*Input data*.
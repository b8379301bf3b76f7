//! Scraper for the external Panchang authority site.
//!
//! Two independent strategies run over the fetched markup and their results
//! merge into one flat key -> value map:
//!
//! 1. **Script-variable strategy** — the site initializes its widgets from
//!    inline `var pn_*` assignments; we parse each right-hand-side literal
//!    (string, number, boolean, JSON array). These values win on collision.
//! 2. **HTML-pattern strategy** — per field, an ordered list of regular
//!    expressions is tried against table cells, labeled spans, and plain
//!    "Label: Value" runs; the first match that survives the validity filter
//!    is kept. The markup has drifted repeatedly, so each historical shape
//!    stays in the list as one more pattern.
//!
//! Both strategies are best-effort and partial: any field may be absent and
//! that is not an error. Only transport failures (non-200, timeout, network)
//! are reported, and those make the assembler fall through to the calculated
//! path entirely.

use std::collections::BTreeMap;
use std::time::Duration;

use chrono::{Datelike, NaiveDate};
use regex::Regex;
use tracing::{debug, warn};

use crate::config::Config;
use crate::error::SourceError;

// ---

/// Canonical field keys the extractor may populate.
pub const FIELD_KEYS: &[&str] = &[
    "tithi",
    "tithi_end_time",
    "nakshatra",
    "nakshatra_end_time",
    "yoga",
    "yoga_end_time",
    "karana",
    "karana_end_time",
    "sunrise",
    "sunset",
    "moonrise",
    "moonset",
    "rashi",
    "paksha",
    "masa",
    "rahu_kaal",
    "gulika_kaal",
    "yama_ganda",
    "abhijit",
    "festivals",
];

/// Strings the site renders while data is loading or missing. A match equal
/// to one of these is treated as no match.
const PLACEHOLDERS: &[&str] = &["-", "--", "...", "N/A", "NA", "null", "undefined", "Loading..."];

/// Sparse scrape output: whatever fields either strategy recovered.
#[derive(Debug, Clone, Default)]
pub struct ExtractedFields {
    map: BTreeMap<String, String>,
}

impl ExtractedFields {
    pub fn get(&self, key: &str) -> Option<&str> {
        self.map.get(key).map(String::as_str)
    }

    pub fn is_empty(&self) -> bool {
        self.map.is_empty()
    }

    pub fn len(&self) -> usize {
        self.map.len()
    }

    /// Insert a candidate value if it passes the validity filter and the key
    /// is not already populated by a higher-priority strategy.
    fn fill(&mut self, key: &str, value: &str) {
        // ---
        let value = value.trim();
        if self.map.contains_key(key) || !is_plausible(value) {
            return;
        }
        self.map.insert(key.to_string(), value.to_string());
    }

    /// Test hook: build from explicit key/value pairs.
    pub fn from_pairs<'a, I: IntoIterator<Item = (&'a str, &'a str)>>(pairs: I) -> Self {
        let mut out = Self::default();
        for (k, v) in pairs {
            out.fill(k, v);
        }
        out
    }
}

/// Length bounds, no embedded markup, not a known placeholder.
fn is_plausible(value: &str) -> bool {
    // ---
    !value.is_empty()
        && value.len() <= 80
        && !value.contains('<')
        && !value.contains('>')
        && !PLACEHOLDERS.iter().any(|p| value.eq_ignore_ascii_case(p))
}

// ---

/// Fetch the authority page for one (date, city) query.
///
/// Bounded per-attempt timeout, `fetch_retries` retries with linear backoff.
/// After exhausting retries the caller gets `SourceError`; a timeout on the
/// last attempt is reported as `Timeout` so logs can tell the causes apart.
pub async fn fetch_page(
    client: &reqwest::Client,
    cfg: &Config,
    date: NaiveDate,
    city: &str,
) -> Result<String, SourceError> {
    // ---
    let url = format!(
        "{}?day={}&month={}&year={}&city={}",
        cfg.source_url,
        date.day(),
        date.month(),
        date.year(),
        city.replace(' ', "+"),
    );

    let attempts = cfg.fetch_retries + 1;
    let mut last_timeout = false;
    let mut last_cause = String::new();

    for attempt in 1..=attempts {
        // ---
        debug!("Fetching panchang page, attempt {attempt}/{attempts}: {url}");

        let result = client
            .get(&url)
            .timeout(Duration::from_secs(cfg.fetch_timeout_secs as u64))
            .send()
            .await;

        match result {
            Ok(resp) if resp.status().is_success() => match resp.text().await {
                Ok(body) => return Ok(body),
                Err(e) => {
                    last_timeout = e.is_timeout();
                    last_cause = format!("body read failed: {e}");
                }
            },
            Ok(resp) => {
                last_timeout = false;
                last_cause = format!("unexpected status {}", resp.status());
            }
            Err(e) => {
                last_timeout = e.is_timeout();
                last_cause = e.to_string();
            }
        }

        warn!("Panchang fetch attempt {attempt}/{attempts} failed: {last_cause}");

        if attempt < attempts {
            // Linear backoff between attempts.
            tokio::time::sleep(Duration::from_millis(500 * attempt as u64)).await;
        }
    }

    if last_timeout {
        Err(SourceError::Timeout { attempts })
    } else {
        Err(SourceError::Unavailable(last_cause))
    }
}

// ---

/// Run both strategies over raw markup. Never fails; missing fields are
/// simply absent from the returned map.
pub fn extract_fields(html: &str) -> ExtractedFields {
    // ---
    let mut fields = ExtractedFields::default();

    // Script variables first so they win key collisions.
    extract_script_vars(html, &mut fields);
    extract_html_patterns(html, &mut fields);

    debug!(
        "Extractor recovered {} of {} fields",
        fields.len(),
        FIELD_KEYS.len()
    );
    fields
}

/// Strategy 1: `var pn_tithi = "Ekadashi";` style page-init assignments.
fn extract_script_vars(html: &str, fields: &mut ExtractedFields) {
    // ---
    let assign = match Regex::new(r#"(?m)(?:var|let|const)\s+pn_([a-z_]+)\s*=\s*([^;\n]+);"#) {
        Ok(re) => re,
        Err(_) => return,
    };

    for cap in assign.captures_iter(html) {
        let key = &cap[1];
        if !FIELD_KEYS.contains(&key) {
            continue;
        }
        if let Some(value) = parse_js_literal(cap[2].trim()) {
            fields.fill(key, &value);
        }
    }
}

/// Parse a right-hand-side JS literal into a flat string value.
/// Arrays flatten to a comma-separated list; objects are not recognized.
fn parse_js_literal(raw: &str) -> Option<String> {
    // ---
    let raw = raw.trim();

    if (raw.starts_with('"') && raw.ends_with('"') && raw.len() >= 2)
        || (raw.starts_with('\'') && raw.ends_with('\'') && raw.len() >= 2)
    {
        return Some(raw[1..raw.len() - 1].to_string());
    }

    if raw.starts_with('[') {
        // JSON array of strings/numbers; single quotes are normalized first
        // because the site emits both styles.
        let normalized = raw.replace('\'', "\"");
        let parsed: serde_json::Value = serde_json::from_str(&normalized).ok()?;
        let items: Vec<String> = parsed
            .as_array()?
            .iter()
            .filter_map(|v| match v {
                serde_json::Value::String(s) => Some(s.clone()),
                serde_json::Value::Number(n) => Some(n.to_string()),
                _ => None,
            })
            .collect();
        if items.is_empty() {
            return None;
        }
        return Some(items.join(", "));
    }

    if raw == "true" || raw == "false" || raw.parse::<f64>().is_ok() {
        return Some(raw.to_string());
    }

    None
}

/// Strategy 2: ordered regex lists per field against the rendered markup.
///
/// Each entry is one historically observed shape of the site; first match
/// that passes the validity filter wins. Capture group 1 is the value.
fn field_patterns() -> Vec<(&'static str, Vec<&'static str>)> {
    // ---
    vec![
        ("tithi", vec![
            r"(?is)<td[^>]*>\s*Tithi\s*</td>\s*<td[^>]*>([^<]+)</td>",
            r"(?is)<(?:span|b|strong|label)[^>]*>\s*Tithi\s*:?\s*</(?:span|b|strong|label)>\s*([^<]+)<",
            r"(?i)\bTithi\s*:\s*([A-Za-z]+(?: [A-Za-z]+)*?)(?:\s+(?:upto|till|ends)\b|\s*[<,.\n]|$)",
        ]),
        ("tithi_end_time", vec![
            r"(?i)\bTithi\b[^<\n]{0,60}?(?:upto|till|ends? at)\s*(\d{1,2}:\d{2})",
        ]),
        ("nakshatra", vec![
            r"(?is)<td[^>]*>\s*Nakshatra\s*</td>\s*<td[^>]*>([^<]+)</td>",
            r"(?is)<(?:span|b|strong|label)[^>]*>\s*Nakshatra\s*:?\s*</(?:span|b|strong|label)>\s*([^<]+)<",
            r"(?i)\bNakshatra\s*:\s*([A-Za-z]+(?: [A-Za-z]+)*?)(?:\s+(?:upto|till|ends)\b|\s*[<,.\n]|$)",
        ]),
        ("nakshatra_end_time", vec![
            r"(?i)\bNakshatra\b[^<\n]{0,60}?(?:upto|till|ends? at)\s*(\d{1,2}:\d{2})",
        ]),
        ("yoga", vec![
            r"(?is)<td[^>]*>\s*Yoga\s*</td>\s*<td[^>]*>([^<]+)</td>",
            r"(?is)<(?:span|b|strong|label)[^>]*>\s*Yoga\s*:?\s*</(?:span|b|strong|label)>\s*([^<]+)<",
            r"(?i)\bYoga\s*:\s*([A-Za-z]+(?: [A-Za-z]+)*?)(?:\s+(?:upto|till|ends)\b|\s*[<,.\n]|$)",
        ]),
        ("yoga_end_time", vec![
            r"(?i)\bYoga\b[^<\n]{0,60}?(?:upto|till|ends? at)\s*(\d{1,2}:\d{2})",
        ]),
        ("karana", vec![
            r"(?is)<td[^>]*>\s*Karana\s*</td>\s*<td[^>]*>([^<]+)</td>",
            r"(?is)<(?:span|b|strong|label)[^>]*>\s*Karana\s*:?\s*</(?:span|b|strong|label)>\s*([^<]+)<",
            r"(?i)\bKarana\s*:\s*([A-Za-z]+(?: [A-Za-z]+)*?)(?:\s+(?:upto|till|ends)\b|\s*[<,.\n]|$)",
        ]),
        ("karana_end_time", vec![
            r"(?i)\bKarana\b[^<\n]{0,60}?(?:upto|till|ends? at)\s*(\d{1,2}:\d{2})",
        ]),
        ("sunrise", vec![
            r"(?is)<td[^>]*>\s*Sunrise\s*</td>\s*<td[^>]*>\s*(\d{1,2}:\d{2})",
            r"(?i)\bSunrise\s*:?\s*(\d{1,2}:\d{2})",
        ]),
        ("sunset", vec![
            r"(?is)<td[^>]*>\s*Sunset\s*</td>\s*<td[^>]*>\s*(\d{1,2}:\d{2})",
            r"(?i)\bSunset\s*:?\s*(\d{1,2}:\d{2})",
        ]),
        ("moonrise", vec![
            r"(?i)\bMoonrise\s*:?\s*(\d{1,2}:\d{2})",
        ]),
        ("moonset", vec![
            r"(?i)\bMoonset\s*:?\s*(\d{1,2}:\d{2})",
        ]),
        ("rashi", vec![
            r"(?is)<td[^>]*>\s*(?:Moon\s*Sign|Rashi)\s*</td>\s*<td[^>]*>([^<]+)</td>",
            r"(?i)\b(?:Moon\s*Sign|Chandra\s*Rashi|Rashi)\s*:\s*([A-Za-z]{3,20})",
        ]),
        ("paksha", vec![
            r"(?i)\bPaksha\s*:?\s*(Shukla|Krishna)",
        ]),
        ("masa", vec![
            r"(?i)\b(?:Masa|Month)\s*:\s*([A-Za-z]{3,20})\b",
        ]),
        ("rahu_kaal", vec![
            r"(?i)\bRahu\s*Kaal(?:am)?\s*:?\s*(\d{1,2}:\d{2}\s*-\s*\d{1,2}:\d{2})",
        ]),
        ("gulika_kaal", vec![
            r"(?i)\bGulik(?:a|ai)?\s*Kaal(?:am)?\s*:?\s*(\d{1,2}:\d{2}\s*-\s*\d{1,2}:\d{2})",
        ]),
        ("yama_ganda", vec![
            r"(?i)\bYama\s*Gand(?:a|am)\s*:?\s*(\d{1,2}:\d{2}\s*-\s*\d{1,2}:\d{2})",
        ]),
        ("abhijit", vec![
            r"(?i)\bAbhijit(?:\s*Muhurat)?\s*:?\s*(\d{1,2}:\d{2}\s*-\s*\d{1,2}:\d{2})",
        ]),
        ("festivals", vec![
            r"(?is)<td[^>]*>\s*Festivals?\s*</td>\s*<td[^>]*>([^<]+)</td>",
            r"(?i)\bFestivals?\s*:\s*([A-Za-z][A-Za-z, ]{2,70})",
        ]),
    ]
}

fn extract_html_patterns(html: &str, fields: &mut ExtractedFields) {
    // ---
    for (key, patterns) in field_patterns() {
        if fields.get(key).is_some() {
            continue;
        }
        for pattern in patterns {
            let re = match Regex::new(pattern) {
                Ok(re) => re,
                Err(_) => continue,
            };
            if let Some(cap) = re.captures(html) {
                let before = fields.len();
                fields.fill(key, &cap[1]);
                if fields.len() > before {
                    break;
                }
            }
        }
    }
}

#[cfg(test)]
mod tests {
    // ---
    use super::*;

    const SCRIPT_PAGE: &str = r#"
        <html><head><script>
        var pn_tithi = "Ekadashi";
        var pn_nakshatra = 'Revati';
        var pn_tithi_end_time = "08:42";
        var pn_festivals = ["Nirjala Ekadashi", "Gayatri Jayanti"];
        var pn_unrelated = "skip me";
        let pn_paksha = "Shukla";
        </script></head><body></body></html>
    "#;

    const TABLE_PAGE: &str = r#"
        <table class="panchang">
          <tr><td>Tithi</td><td>Panchami</td></tr>
          <tr><td>Nakshatra</td><td>Rohini</td></tr>
          <tr><td>Sunrise</td><td>05:24</td></tr>
          <tr><td>Sunset</td><td>19:21</td></tr>
        </table>
        <p>Rahu Kaal : 17:37 - 19:21</p>
        <p>Yoga: Siddhi upto 21:10</p>
        <span>Moon Sign: Meena</span>
    "#;

    #[test]
    fn script_variable_strategy_collects_typed_literals() {
        // ---
        let fields = extract_fields(SCRIPT_PAGE);
        assert_eq!(fields.get("tithi"), Some("Ekadashi"));
        assert_eq!(fields.get("nakshatra"), Some("Revati"));
        assert_eq!(fields.get("tithi_end_time"), Some("08:42"));
        assert_eq!(
            fields.get("festivals"),
            Some("Nirjala Ekadashi, Gayatri Jayanti")
        );
        assert_eq!(fields.get("paksha"), Some("Shukla"));
        // Unrecognized variable names are ignored.
        assert_eq!(fields.get("unrelated"), None);
    }

    #[test]
    fn html_pattern_strategy_reads_tables_and_labels() {
        // ---
        let fields = extract_fields(TABLE_PAGE);
        assert_eq!(fields.get("tithi"), Some("Panchami"));
        assert_eq!(fields.get("nakshatra"), Some("Rohini"));
        assert_eq!(fields.get("sunrise"), Some("05:24"));
        assert_eq!(fields.get("sunset"), Some("19:21"));
        assert_eq!(fields.get("rahu_kaal"), Some("17:37 - 19:21"));
        assert_eq!(fields.get("yoga"), Some("Siddhi"));
        assert_eq!(fields.get("yoga_end_time"), Some("21:10"));
        assert_eq!(fields.get("rashi"), Some("Meena"));
    }

    #[test]
    fn script_variables_win_key_collisions() {
        // ---
        let page = format!("{SCRIPT_PAGE}{TABLE_PAGE}");
        let fields = extract_fields(&page);
        // Script says Ekadashi, table says Panchami; script wins.
        assert_eq!(fields.get("tithi"), Some("Ekadashi"));
        // Fields only the table carries still come through.
        assert_eq!(fields.get("sunrise"), Some("05:24"));
    }

    #[test]
    fn placeholders_and_markup_are_rejected() {
        // ---
        let page = r#"
            <tr><td>Tithi</td><td>--</td></tr>
            <tr><td>Nakshatra</td><td>Loading...</td></tr>
            <script>var pn_yoga = "null";</script>
        "#;
        let fields = extract_fields(page);
        assert_eq!(fields.get("tithi"), None);
        assert_eq!(fields.get("nakshatra"), None);
        assert_eq!(fields.get("yoga"), None);
        assert!(fields.is_empty());
    }

    #[test]
    fn empty_page_yields_empty_map_not_error() {
        assert!(extract_fields("").is_empty());
        assert!(extract_fields("<html><body>nothing here</body></html>").is_empty());
    }
}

*Problem requirements*. Looking at the data above, return every line from the one with "if fields.len() >" down to the one with "<tr><td>Sunrise</td><td>05:24</td></tr>", exactly and inclusively.

*Reply to the exercise*.
                if fields.len() > before {
                    break;
                }
            }
        }
    }
}

#[cfg(test)]
mod tests {
    // ---
    use super::*;

    const SCRIPT_PAGE: &str = r#"
        <html><head><script>
        var pn_tithi = "Ekadashi";
        var pn_nakshatra = 'Revati';
        var pn_tithi_end_time = "08:42";
        var pn_festivals = ["Nirjala Ekadashi", "Gayatri Jayanti"];
        var pn_unrelated = "skip me";
        let pn_paksha = "Shukla";
        </script></head><body></body></html>
    "#;

    const TABLE_PAGE: &str = r#"
        <table class="panchang">
          <tr><td>Tithi</td><td>Panchami</td></tr>
          <tr><td>Nakshatra</td><td>Rohini</td></tr>
          <tr><td>Sunrise</td><td>05:24</td></tr>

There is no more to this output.